Penerapan faktor-faktor tersebut sebagai acuan bagi orientasi masyarakat maupun penerapan prinsip-prinsip hukum yang berlaku umum harus dilakukan berdasarkan dua prinsip keadilan, agar tidak mencederai rasa keadilan masyarakat, yaitu prinsip daya laku hukum yang umum serta prinsip kesamaan di hadapan hukum. Sebagai contoh dapat dikemukakan, bahwa ketika Mahkamah Agung Amerika Serikat mengambil keputusan dengan perimbangan suara 9 lawan 0 (nol), dan sepakat bahwa Presiden Amerika Serikat tidak lebih tinggi dari hukum, dan bahwa Paula Jones yang menggugat William Jefferson Clinton (yang sedang menjabat sebagai presiden) dapat melanjutkan gugatannya di pengadilan. Di sini kelihatan adanya konsekuensi terhadap penerapan azas kesamaan di depan hukum, bahwa seorang Presiden Amerika Serikat dapat dituntut melalui pengadilan. Bagaiman pula halnya dibandingkan dengan Negara Indonesia, yang sampai saat ini belum satupun Presiden Indonesia yang dapat diajukan ke pengadilan, kasus Haji Muhammad Soeharto (HMS) masih maju mundur, juga kasus Bantuan Likuidasi Bank Indonesia (BLBI) yang merugikan negara sebanyak ratusan trilyun rupiah tidak diapa-apakan, puluhan perkara korupsi dibebaskan oleh hakim, korupsi Bank Bali sebelum diperiksa substansinya pagi-pagi sudah dinyatakan perdata oleh hakim Soenarto.
Jika ada orang tertentu harus dihadapkan ke muka pengadilan karena suatu indikasi pelanggaran hukum, namun karena ada aneka kelebihan dan dengan alasan politis, maka terhadap orang tersebut melekat semacam kekebalan hukum, sehingga dia dibebaskan dari indikasi pelanggaran hukum itu secara politis. Dalam hal ini akan didapat suatu kasus, dimana prinsip daya laku hukum yang umum sudah dilanggar, hukum tidak lagi berlaku secara umum dan telah melakukan pilih kasih, sehingga hukum yang seperti itu akan segera memperoleh citra seorang ibu tiri. Dari kenyataan tersebut tertumpu harapan, baik dari komponen-komponen penegak hukum maupun dari masyarakat sendiri, apalagi dari lembaga-lembaga kenegaraan yang menetapkan kaidah hukum, secara sadar mau melaksanakan atauran hukum tersebut demi terciptanya suatu perdamaian dan keadilan di tengah-tengah masyarakat.

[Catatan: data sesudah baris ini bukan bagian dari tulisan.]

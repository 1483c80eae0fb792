//! Runner - 单次模拟运行
//!
//! 流程：生成基础词典 → 为智能体 B 变异副本 → 交互 → 汇总报告。
//! 每次运行由 (seed, run) 派生独立的 RandomSource，结果可复现。

use crate::agent::LexiconAgent;
use crate::config::{LexiconConfig, LexiconSource, SimulationConfig};
use crate::error::Result;
use crate::interaction::{Interaction, InteractionSummary, StopCondition};
use pragma_core::{IdGenerator, RandomSource};
use pragma_lexicon::{Lexicon, PragmaticModel, StructuredLexicon};
use serde::{Deserialize, Serialize};
use tracing::{debug, info};

/// 单次运行结果
#[derive(Debug, Clone, PartialEq, Serialize, Deserialize)]
pub struct RunReport {
    pub run: u64,
    /// 本次运行实际使用的种子
    pub seed: u64,
    pub model: PragmaticModel,
    pub order: usize,
    /// 基础词典的平均歧义度（阈值 1.0）
    pub mean_ambiguity: f64,
    /// 基础词典是否一致
    pub consistent: bool,
    pub summary: InteractionSummary,
}

/// 按配置生成基础词典
pub fn build_lexicon(
    config: &LexiconConfig,
    model: PragmaticModel,
    rng: &mut RandomSource,
) -> Result<Lexicon> {
    let (v, c) = (config.vocabulary_size, config.context_size);
    let lexicon = match &config.source {
        LexiconSource::ConsistentAmbiguity { ambiguity } => {
            Lexicon::generate_consistent_ambiguity_mapping(*ambiguity, v, c, rng)?
        }
        LexiconSource::RandomBinary { density } => {
            Lexicon::generate_random_binary(*density, v, c, rng)?
        }
        LexiconSource::Structured {
            representation_length,
            mapping,
            threshold,
        } => match threshold {
            Some(t) => {
                StructuredLexicon::generate_binary(*representation_length, v, c, *mapping, *t, rng)
            }
            None => StructuredLexicon::generate_graded(*representation_length, v, c, *mapping, rng),
        }
        .into_lexicon(),
    };
    Ok(lexicon.with_model(model))
}

/// 执行第 `run` 次运行
pub fn run_once(config: &SimulationConfig, run: u64) -> Result<RunReport> {
    config.validate()?;

    let mut rng = RandomSource::for_run(config.seed, run);
    let mut ids = IdGenerator::new();
    let seed = rng.seed();

    let base = build_lexicon(&config.lexicon, config.agent.model, &mut rng)?;
    let mutated = config.mutation.apply(&base, &mut rng);
    debug!(
        "Run {}: base lexicon density {:.3}, mutated density {:.3}",
        run,
        base.density(),
        mutated.density()
    );

    let mean_ambiguity = base.mean_ambiguity(1.0);
    let consistent = base.is_consistent();

    let agent = &config.agent;
    let agent_a = LexiconAgent::new(ids.next_agent(), base, agent.order, agent.decision);
    let agent_b = LexiconAgent::new(ids.next_agent(), mutated, agent.order, agent.decision);

    let stop = StopCondition {
        max_turns: config.interaction.max_turns,
        success_streak: config.interaction.success_streak,
    };
    let summary = Interaction::new(agent_a, agent_b, stop)?.run(&mut rng, &mut ids)?;

    info!(
        "Run {} (seed {:#x}) done: success rate {:.3}, asymmetry {:.3}",
        run, seed, summary.success_rate, summary.asymmetry
    );

    Ok(RunReport {
        run,
        seed,
        model: agent.model,
        order: agent.order,
        mean_ambiguity,
        consistent,
        summary,
    })
}
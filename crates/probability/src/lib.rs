//! Pragma Probability - 概率分布与决策规则
//!
//! 职责：
//! - 任意离散域上的归一化分布（采样、argmax、soft-argmax、熵）
//! - 直接作用于数值向量的无状态工具函数
//! - 硬/软决策规则
//!
//! 设计原则：
//! - 数值边界情况（零和、NaN）有确定的退化行为，不报错
//! - 所有随机性来自调用方注入的 RandomSource

pub mod decision;
pub mod distribution;
pub mod error;
pub mod utils;

pub use decision::DecisionRule;
pub use distribution::Distribution;
pub use error::{ProbabilityError, Result};
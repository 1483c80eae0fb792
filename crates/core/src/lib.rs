// Pragma Core - 基础设施
//!
//! 职责：
//! - 可复现的随机源（显式注入，不使用全局状态）
//! - 惰性计算缓存
//! - 交互标识符生成
//!
//! 架构：
//! - RandomSource: 带种子的随机数来源
//! - MemoCache: get-or-compute 缓存（无淘汰）
//! - IdGenerator: 单次运行内递增的标识符

mod ids;
mod memo;
mod random;

pub use ids::*;
pub use memo::*;
pub use random::*;
//! Decision rules: how an agent turns a distribution into one choice.

use crate::distribution::Distribution;
use crate::error::ProbabilityError;
use pragma_core::RandomSource;
use serde::{Deserialize, Serialize};
use std::fmt;
use std::str::FromStr;

#[derive(Debug, Clone, Copy, Default, PartialEq, Serialize, Deserialize)]
#[serde(tag = "rule", rename_all = "snake_case")]
pub enum DecisionRule {
    /// Draw proportionally to the weights
    Sample,
    /// Deterministic maximum, random tie-break
    #[default]
    ArgMax,
    /// Softmax with inverse temperature `beta`
    SoftArgMax { beta: f64 },
}

impl DecisionRule {
    pub fn choose_index<A>(&self, dist: &Distribution<A>, rng: &mut RandomSource) -> Option<usize> {
        match self {
            DecisionRule::Sample => dist.sample_index(rng),
            DecisionRule::ArgMax => dist.arg_max_index(rng),
            DecisionRule::SoftArgMax { beta } => dist.soft_arg_max_index(*beta, rng),
        }
    }

    pub fn choose<'a, A>(&self, dist: &'a Distribution<A>, rng: &mut RandomSource) -> Option<&'a A> {
        self.choose_index(dist, rng).map(|i| &dist.domain()[i])
    }
}

impl fmt::Display for DecisionRule {
    fn fmt(&self, f: &mut fmt::Formatter<'_>) -> fmt::Result {
        match self {
            DecisionRule::Sample => write!(f, "sample"),
            DecisionRule::ArgMax => write!(f, "argmax"),
            DecisionRule::SoftArgMax { beta } => write!(f, "soft:{beta}"),
        }
    }
}

/// Parses `sample`, `argmax`, or `soft:<beta>`.
impl FromStr for DecisionRule {
    type Err = ProbabilityError;

    fn from_str(s: &str) -> Result<Self, Self::Err> {
        match s.trim().to_lowercase().as_str() {
            "sample" => Ok(DecisionRule::Sample),
            "argmax" | "arg_max" => Ok(DecisionRule::ArgMax),
            other => {
                let beta = other
                    .strip_prefix("soft:")
                    .and_then(|b| b.parse::<f64>().ok())
                    .ok_or_else(|| {
                        ProbabilityError::MalformedInput(format!("unknown decision rule: {s}"))
                    })?;
                Ok(DecisionRule::SoftArgMax { beta })
            }
        }
    }
}

#[cfg(test)]
mod tests {
    use super::*;

    #[test]
    fn test_parse() {
        assert_eq!("sample".parse::<DecisionRule>().unwrap(), DecisionRule::Sample);
        assert_eq!("ArgMax".parse::<DecisionRule>().unwrap(), DecisionRule::ArgMax);
        assert_eq!(
            "soft:2.5".parse::<DecisionRule>().unwrap(),
            DecisionRule::SoftArgMax { beta: 2.5 }
        );
        assert!("soft:".parse::<DecisionRule>().is_err());
        assert!("greedy".parse::<DecisionRule>().is_err());
    }

    #[test]
    fn test_display_round_trips() {
        let rule = DecisionRule::SoftArgMax { beta: 4.0 };
        assert_eq!(rule.to_string().parse::<DecisionRule>().unwrap(), rule);
    }

    #[test]
    fn test_serde_tagged() {
        let json = serde_json::to_string(&DecisionRule::SoftArgMax { beta: 1.5 }).unwrap();
        assert_eq!(json, r#"{"rule":"soft_arg_max","beta":1.5}"#);
    }

    #[test]
    fn test_choose_argmax() {
        let dist = Distribution::new(vec!["x", "y"], vec![0.1, 0.9]).unwrap();
        let mut rng = RandomSource::new(0);
        assert_eq!(DecisionRule::ArgMax.choose(&dist, &mut rng), Some(&"y"));
        assert_eq!(DecisionRule::ArgMax.choose_index(&dist, &mut rng), Some(1));
    }
}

Dalam negara hukum, sebagaimana halnya Indonesia kekuasaan pemerintah diselenggarakan berdasarkan atas hukum dan bukan berdasarkan atas kekuasaan. Kesinambungan sikap, konsistensi dan tindakan dari lembaga-lembaga kenegaraan itu sangat menetukan kadar kepastian dan tindakan dari lembaga-lembaga kenegaraan itu sangat menentukan kadar kepastian hukum. Rapuhnya kesinambungan sikap dan konsistensi dalam tindakan akan mengakibatkan kaburnya kepastian hukum. Karena lembaga-lembaga kenegaraan senantiasa bertanggungjawab dan berwenang terhadap terhadap penyelenggaraan hukum, yang pada akhirnya merupakan produk dari proses politik. Kesinambungan sikap dan konsistensi tindakan mereka juga sangat tergantung dari stabilitas politik.

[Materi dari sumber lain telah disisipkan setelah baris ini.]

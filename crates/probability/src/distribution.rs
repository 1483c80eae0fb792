//! Distribution - 离散域上的概率分布
//!
//! 域元素按位置区分（允许值重复，查找取第一个匹配），
//! 原始权重非负；归一化权重惰性计算并缓存。

use crate::error::{ProbabilityError, Result};
use crate::utils;
use pragma_core::RandomSource;
use std::cell::OnceCell;

/// 离散概率分布
#[derive(Debug, Clone)]
pub struct Distribution<A> {
    /// 域
    domain: Vec<A>,

    /// 原始（未归一化）权重
    weights: Vec<f64>,

    /// 归一化权重（首次访问时计算）
    normalized: OnceCell<Vec<f64>>,
}

impl<A> Distribution<A> {
    /// 创建分布
    ///
    /// 权重必须有限且非负，长度必须与域一致。
    pub fn new(domain: Vec<A>, weights: Vec<f64>) -> Result<Self> {
        if domain.len() != weights.len() {
            return Err(ProbabilityError::DimensionMismatch {
                domain: domain.len(),
                weights: weights.len(),
            });
        }
        if let Some(bad) = weights.iter().find(|w| !w.is_finite() || **w < 0.0) {
            return Err(ProbabilityError::MalformedInput(format!(
                "weights must be finite and non-negative, got {bad}"
            )));
        }

        Ok(Self {
            domain,
            weights,
            normalized: OnceCell::new(),
        })
    }

    /// 均匀分布
    pub fn uniform(domain: Vec<A>) -> Self {
        let weights = vec![1.0; domain.len()];
        Self {
            domain,
            weights,
            normalized: OnceCell::new(),
        }
    }

    pub fn domain(&self) -> &[A] {
        &self.domain
    }

    /// 原始权重
    pub fn weights(&self) -> &[f64] {
        &self.weights
    }

    /// 归一化权重；总和 <= 0 时退化为原始权重
    pub fn normalized(&self) -> &[f64] {
        self.normalized.get_or_init(|| utils::normalize(&self.weights))
    }

    pub fn total_weight(&self) -> f64 {
        self.weights.iter().sum()
    }

    pub fn len(&self) -> usize {
        self.domain.len()
    }

    pub fn is_empty(&self) -> bool {
        self.domain.is_empty()
    }

    /// (元素, 归一化概率) 迭代器
    pub fn iter(&self) -> impl Iterator<Item = (&A, f64)> {
        self.domain.iter().zip(self.normalized().iter().copied())
    }

    /// 采样一个位置
    ///
    /// 单元素域不消耗随机数。没有区间包含 u 时（全零权重或舍入误差）返回最后一个位置。
    pub fn sample_index(&self, rng: &mut RandomSource) -> Option<usize> {
        match self.domain.len() {
            0 => None,
            1 => Some(0),
            _ => {
                let u = rng.uniform();
                Some(utils::first_exceeding(self.normalized(), u))
            }
        }
    }

    /// 采样一个元素
    pub fn sample(&self, rng: &mut RandomSource) -> Option<&A> {
        self.sample_index(rng).map(|i| &self.domain[i])
    }

    /// n 次独立采样
    pub fn sample_many(&self, n: usize, rng: &mut RandomSource) -> Vec<&A> {
        (0..n).filter_map(|_| self.sample(rng)).collect()
    }

    pub fn arg_max_index(&self, rng: &mut RandomSource) -> Option<usize> {
        utils::arg_max(self.normalized(), rng)
    }

    /// 最大权重元素，平局时均匀随机选择
    pub fn arg_max(&self, rng: &mut RandomSource) -> Option<&A> {
        self.arg_max_index(rng).map(|i| &self.domain[i])
    }

    pub fn soft_arg_max_index(&self, beta: f64, rng: &mut RandomSource) -> Option<usize> {
        utils::soft_arg_max(self.normalized(), beta, rng)
    }

    /// 温度缩放的软 argmax；软化权重出现 NaN 时退回 argmax
    pub fn soft_arg_max(&self, beta: f64, rng: &mut RandomSource) -> Option<&A> {
        self.soft_arg_max_index(beta, rng).map(|i| &self.domain[i])
    }

    /// 香农熵（比特）
    pub fn entropy(&self) -> f64 {
        utils::entropy(self.normalized())
    }
}

impl<A: Clone> Distribution<A> {
    /// 原始权重乘以 k（k 必须有限且非负）
    pub fn scale_by(&self, k: f64) -> Result<Self> {
        if !k.is_finite() || k < 0.0 {
            return Err(ProbabilityError::MalformedInput(format!(
                "scale factor must be finite and non-negative, got {k}"
            )));
        }
        Ok(Self {
            domain: self.domain.clone(),
            weights: self.weights.iter().map(|w| w * k).collect(),
            normalized: OnceCell::new(),
        })
    }
}

impl<A: PartialEq> Distribution<A> {
    /// 第一个等于 `elem` 的元素的归一化概率
    pub fn probability_of(&self, elem: &A) -> Option<f64> {
        self.domain
            .iter()
            .position(|a| a == elem)
            .map(|i| self.normalized()[i])
    }
}

impl<A: PartialEq + Clone> Distribution<A> {
    /// 原始权重逐元素相加；域必须完全相同
    pub fn add_to(&self, other: &Self) -> Result<Self> {
        if self.domain != other.domain {
            return Err(ProbabilityError::DomainMismatch);
        }
        Ok(Self {
            domain: self.domain.clone(),
            weights: self
                .weights
                .iter()
                .zip(&other.weights)
                .map(|(a, b)| a + b)
                .collect(),
            normalized: OnceCell::new(),
        })
    }
}

impl Distribution<usize> {
    /// 以位置 0..n 为域的分布（矩阵行/列到选择的桥梁）
    pub fn over_indices(weights: Vec<f64>) -> Result<Self> {
        let domain = (0..weights.len()).collect();
        Self::new(domain, weights)
    }
}

#[cfg(test)]
mod tests {
    use super::*;

    fn ab(weights: Vec<f64>) -> Distribution<char> {
        Distribution::new(vec!['a', 'b'], weights).unwrap()
    }

    #[test]
    fn test_new_rejects_length_mismatch() {
        let err = Distribution::new(vec![1, 2, 3], vec![1.0]).unwrap_err();
        assert_eq!(
            err,
            ProbabilityError::DimensionMismatch {
                domain: 3,
                weights: 1
            }
        );
    }

    #[test]
    fn test_new_rejects_negative_weight() {
        assert!(matches!(
            Distribution::new(vec![1, 2], vec![1.0, -0.5]),
            Err(ProbabilityError::MalformedInput(_))
        ));
    }

    #[test]
    fn test_probability_of() {
        let d = ab(vec![3.0, 1.0]);
        assert_eq!(d.probability_of(&'a'), Some(0.75));
        assert_eq!(d.probability_of(&'b'), Some(0.25));
        assert_eq!(d.probability_of(&'z'), None);
    }

    #[test]
    fn test_probability_of_duplicates_uses_first() {
        let d = Distribution::new(vec!['x', 'y', 'x'], vec![1.0, 2.0, 1.0]).unwrap();
        assert_eq!(d.probability_of(&'x'), Some(0.25));
    }

    #[test]
    fn test_zero_sum_degenerates_to_raw() {
        let d = ab(vec![0.0, 0.0]);
        assert_eq!(d.normalized(), &[0.0, 0.0]);
        assert_eq!(d.entropy(), 0.0);

        let mut rng = RandomSource::new(1);
        assert_eq!(d.sample(&mut rng), Some(&'b'));
    }

    #[test]
    fn test_sample_frequency() {
        let d = ab(vec![3.0, 1.0]);
        let mut rng = RandomSource::new(2024);

        let hits = d
            .sample_many(100_000, &mut rng)
            .into_iter()
            .filter(|c| **c == 'a')
            .count();
        let freq = hits as f64 / 100_000.0;

        assert!((freq - 0.75).abs() < 0.01, "frequency {freq}");
    }

    #[test]
    fn test_single_element_sample_does_not_draw() {
        let d = Distribution::new(vec!["only"], vec![0.0]).unwrap();
        let mut rng = RandomSource::new(5);
        let mut reference = RandomSource::new(5);

        assert_eq!(d.sample(&mut rng), Some(&"only"));
        assert_eq!(rng.uniform(), reference.uniform());
    }

    #[test]
    fn test_empty_distribution() {
        let d: Distribution<u8> = Distribution::new(vec![], vec![]).unwrap();
        let mut rng = RandomSource::new(0);
        assert_eq!(d.sample(&mut rng), None);
        assert_eq!(d.arg_max(&mut rng), None);
        assert_eq!(d.soft_arg_max(1.0, &mut rng), None);
    }

    #[test]
    fn test_entropy() {
        assert!((ab(vec![0.5, 0.5]).entropy() - 1.0).abs() < 1e-12);
        let single = Distribution::new(vec![()], vec![2.0]).unwrap();
        assert_eq!(single.entropy(), 0.0);
    }

    #[test]
    fn test_arg_max_never_picks_lower() {
        let d = Distribution::over_indices(vec![0.2, 0.5, 0.5]).unwrap();
        let mut seen = [0usize; 3];
        for seed in 0..1000 {
            let mut rng = RandomSource::new(seed);
            seen[*d.arg_max(&mut rng).unwrap()] += 1;
        }
        assert_eq!(seen[0], 0);
        assert!(seen[1] > 400 && seen[2] > 400, "{seen:?}");
    }

    #[test]
    fn test_soft_arg_max_prefers_heavier() {
        let d = ab(vec![1.0, 9.0]);
        let mut rng = RandomSource::new(8);
        let heavy = (0..5000)
            .filter(|_| d.soft_arg_max(10.0, &mut rng) == Some(&'b'))
            .count();
        assert!(heavy > 4500, "heavy {heavy}");
    }

    #[test]
    fn test_scale_and_add() {
        let d = ab(vec![1.0, 3.0]);
        let scaled = d.scale_by(2.0).unwrap();
        assert_eq!(scaled.weights(), &[2.0, 6.0]);
        assert_eq!(scaled.probability_of(&'a'), Some(0.25));

        let sum = d.add_to(&ab(vec![3.0, 1.0])).unwrap();
        assert_eq!(sum.weights(), &[4.0, 4.0]);
        assert_eq!(sum.probability_of(&'b'), Some(0.5));
    }

    #[test]
    fn test_add_requires_same_domain() {
        let d = ab(vec![1.0, 1.0]);
        let other = Distribution::new(vec!['a', 'c'], vec![1.0, 1.0]).unwrap();
        assert_eq!(d.add_to(&other).unwrap_err(), ProbabilityError::DomainMismatch);
    }

    #[test]
    fn test_scale_rejects_negative() {
        assert!(ab(vec![1.0, 1.0]).scale_by(-1.0).is_err());
    }
}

B. Format Kekuasaan Politik Dalam Negara Hukum Indonesia
Kriteria bagi suatu negara modern adalah apabila kekuasaan memerintah dalam suatu negara diselenggarakan berdasarkan hukum. Dengan pengertian bahwa suatu negara hukum, pemerintah dan lembaga-lembaga kenegaraan lainnya, harus sesuai dengan konstitusi yang telah disepakati bersama demi tegaknya negara hukum. Dalam hal ini semua komponen bangsa, baik masyarakat, organisasi sosial dan politik, maupun lembaga legislatif, eksekutif dan yudikatif selaku instrumen politik, harus secara sadar melaksanakan tugas dan kewajibannya sesuai dengan aturan hukum. Namun hukum hanya memberikan kerangka idiologis dalam perubahan-perubahan social yang dikehendaki, yaitu jaminan orang akan diperlakukan sama. Hal ini sangat penting, karena tanpa jaminan tersebut, maka perubahan-perubahan social yang dikehendaki alam masyarakat hampir tidak mungkin, karena orang tidak percaya lagi kepada negara (pemerintah), kepada struktur dalam masyarakat, atau kepada siapa saja.

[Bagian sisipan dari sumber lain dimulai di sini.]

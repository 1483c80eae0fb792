//! Random Source - 可复现随机源
//!
//! 所有随机行为都通过 RandomSource 抽取，相同种子 + 相同调用顺序 = 相同结果。
//! 每次模拟运行持有独立实例；并发运行之间不共享。

use rand::{Rng, SeedableRng};
use rand_chacha::ChaCha8Rng;
use tracing::debug;

/// 默认种子
pub const DEFAULT_SEED: u64 = 0x5EED_CAFE;

/// 带种子的随机源
#[derive(Debug, Clone)]
pub struct RandomSource {
    /// 当前种子
    seed: u64,

    /// 底层生成器
    rng: ChaCha8Rng,
}

impl RandomSource {
    /// 创建新的随机源
    pub fn new(seed: u64) -> Self {
        Self {
            seed,
            rng: ChaCha8Rng::seed_from_u64(seed),
        }
    }

    /// 为批量运行中的第 `run` 次运行派生独立随机源
    pub fn for_run(base_seed: u64, run: u64) -> Self {
        Self::new(splitmix64(base_seed ^ splitmix64(run)))
    }

    /// 当前种子
    pub fn seed(&self) -> u64 {
        self.seed
    }

    /// 重新设置种子，丢弃已有状态
    pub fn reseed(&mut self, seed: u64) {
        debug!("Reseeding random source: {} -> {}", self.seed, seed);
        self.seed = seed;
        self.rng = ChaCha8Rng::seed_from_u64(seed);
    }

    /// 从当前随机源派生子随机源（消耗一次抽取）
    pub fn fork(&mut self) -> Self {
        Self::new(self.rng.gen::<u64>())
    }

    /// [0, 1) 均匀分布实数
    pub fn uniform(&mut self) -> f64 {
        self.rng.gen::<f64>()
    }

    /// [0, bound) 均匀分布整数；bound 为 0 时返回 0
    pub fn below(&mut self, bound: usize) -> usize {
        if bound == 0 {
            return 0;
        }
        self.rng.gen_range(0..bound)
    }

    /// 公平硬币
    pub fn coin(&mut self) -> bool {
        self.uniform() < 0.5
    }

    /// 以概率 `p` 返回 true；p <= 0 永不成立，p >= 1 总是成立
    pub fn chance(&mut self, p: f64) -> bool {
        self.uniform() < p
    }

    /// 顺序按比例无放回抽样
    ///
    /// 依次遍历 `candidates` 个候选位置，第 k 个位置被选中的概率为
    /// `剩余需要数 / 剩余候选数`。恰好选出 `min(wanted, candidates)` 个位置，
    /// 且不偏向靠前的位置。返回升序的位置索引。
    pub fn select_sequential(&mut self, candidates: usize, wanted: usize) -> Vec<usize> {
        let mut remaining = wanted.min(candidates);
        let mut selected = Vec::with_capacity(remaining);

        for k in 0..candidates {
            if remaining == 0 {
                break;
            }
            let p = remaining as f64 / (candidates - k) as f64;
            if self.chance(p) {
                selected.push(k);
                remaining -= 1;
            }
        }

        selected
    }
}

impl Default for RandomSource {
    fn default() -> Self {
        Self::new(DEFAULT_SEED)
    }
}

fn splitmix64(x: u64) -> u64 {
    let mut z = x.wrapping_add(0x9E37_79B9_7F4A_7C15);
    z = (z ^ (z >> 30)).wrapping_mul(0xBF58_476D_1CE4_E5B9);
    z = (z ^ (z >> 27)).wrapping_mul(0x94D0_49BB_1331_11EB);
    z ^ (z >> 31)
}
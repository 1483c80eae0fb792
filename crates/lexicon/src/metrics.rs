//! Asymmetry and ambiguity metrics

use crate::error::{LexiconError, Result};
use crate::lexicon::Lexicon;

impl Lexicon {
    /// Fraction of cell positions where `|a - b| > similarity`.
    ///
    /// Both lexicons must have the same shape. An empty lexicon has asymmetry 0.
    pub fn asymmetry_with(&self, other: &Lexicon, similarity: f64) -> Result<f64> {
        if self.shape() != other.shape() {
            return Err(LexiconError::DimensionMismatch(format!(
                "{:?} lexicon compared with {:?} lexicon",
                self.shape(),
                other.shape()
            )));
        }
        if self.data().is_empty() {
            return Ok(0.0);
        }

        let differing = self
            .data()
            .iter()
            .zip(other.data())
            .filter(|(a, b)| (*a - *b).abs() > similarity)
            .count();
        Ok(differing as f64 / self.data().len() as f64)
    }

    /// Per-signal count of referents with weight >= `threshold`
    pub fn ambiguity_per_signal(&self, threshold: f64) -> Vec<usize> {
        self.rows()
            .map(|row| row.iter().filter(|v| **v >= threshold).count())
            .collect()
    }

    /// Qualifying cells (weight >= `threshold`) over total cells.
    pub fn mean_ambiguity(&self, threshold: f64) -> f64 {
        if self.data().is_empty() {
            return 0.0;
        }
        let qualifying = self.data().iter().filter(|v| **v >= threshold).count();
        qualifying as f64 / self.data().len() as f64
    }

    /// Mean and population variance of the per-signal ambiguity counts.
    pub fn mean_and_variance_ambiguity(&self, threshold: f64) -> (f64, f64) {
        let counts = self.ambiguity_per_signal(threshold);
        if counts.is_empty() {
            return (0.0, 0.0);
        }

        let n = counts.len() as f64;
        let mean = counts.iter().sum::<usize>() as f64 / n;
        let variance = counts
            .iter()
            .map(|c| {
                let d = *c as f64 - mean;
                d * d
            })
            .sum::<f64>()
            / n;
        (mean, variance)
    }

    /// Mean cell value
    pub fn density(&self) -> f64 {
        if self.data().is_empty() {
            return 0.0;
        }
        self.data().iter().sum::<f64>() / self.data().len() as f64
    }
}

Keadaan tersebut dapat dilihat sekarang, bahwa sikap-sikap dari elit politik yang masih berperan pada kepentingan politik yang sempit dan partisan, daripada memperjuangkan kepentingan masyarakat luas. Retorika populis yang disampaikan hanya sebatas pada mencari popularitas dan dukungan politik, bukan sebagai langkah untuk menciptakan budaya politik yang demokratis dan egaliter. Hal ini merupakan salah satu faktor yang menyebabkan krisis yang berkepanjangan di Indonesia, karena runtuhnya penghormatan institusi negara terhadap ketentuan hukum sebagai kerangka pengaturan kehidupan sebuah masyarakat modern. Akibatnya suhu politik meningkat terus, sehingga dapat menghilangkan kepercayaan masyarakat, baik dari dalam negeri maupun dunia Internasional. Padahal secara normative UUD 1945 secara tegas menyatakan bahwa Indonesia berdasarkan negara hukum, bukan negara kekuasaan. Segala sesuatu kebijakan yang diambil oleh pemerintah dan institusi negara lainnya harus berdasarkan kepada hukum. Dengan demikian konstitusi yang telah diciptakan tersebut untuk mengatur dan membatasi tindakan-tindakan pemerintah dan rakyat dalam melaksanakan tugas dan kewajiban masing-masing. Tentunya konstitusi yang dibuat itu tidaklah statis namun dinamis, yaitu mengikuti perkembangan yang terjadi dalam masyarakat. Oleh karena itu konstitusi dapat saja diubah karena tidak sesuai lagi dengan kondisi yang ada, sebagaimana yang telah dilakukan mulai dari tahun 1999 sampai dengan tahun 2002, melalui perubahan pertama sampai dengan perubahan keempat, hal ini dengan tujuan untuk menjaga stabilitas roda kenegaraan, agar tidak terjadi kekacauan. Sehubungan dengan itu maka pembentukan hukum harus memperlihatkan kesadaran hukum masyarakat. Di samping itu tidak tertutup kemungkinan bahwa hukum menciptakan pola-pola baru di dalam masyarakat, sehingga pada akhirnya menciptakan kesadaran hukum baru sesuai dengan kondisi yang dibutuhkan.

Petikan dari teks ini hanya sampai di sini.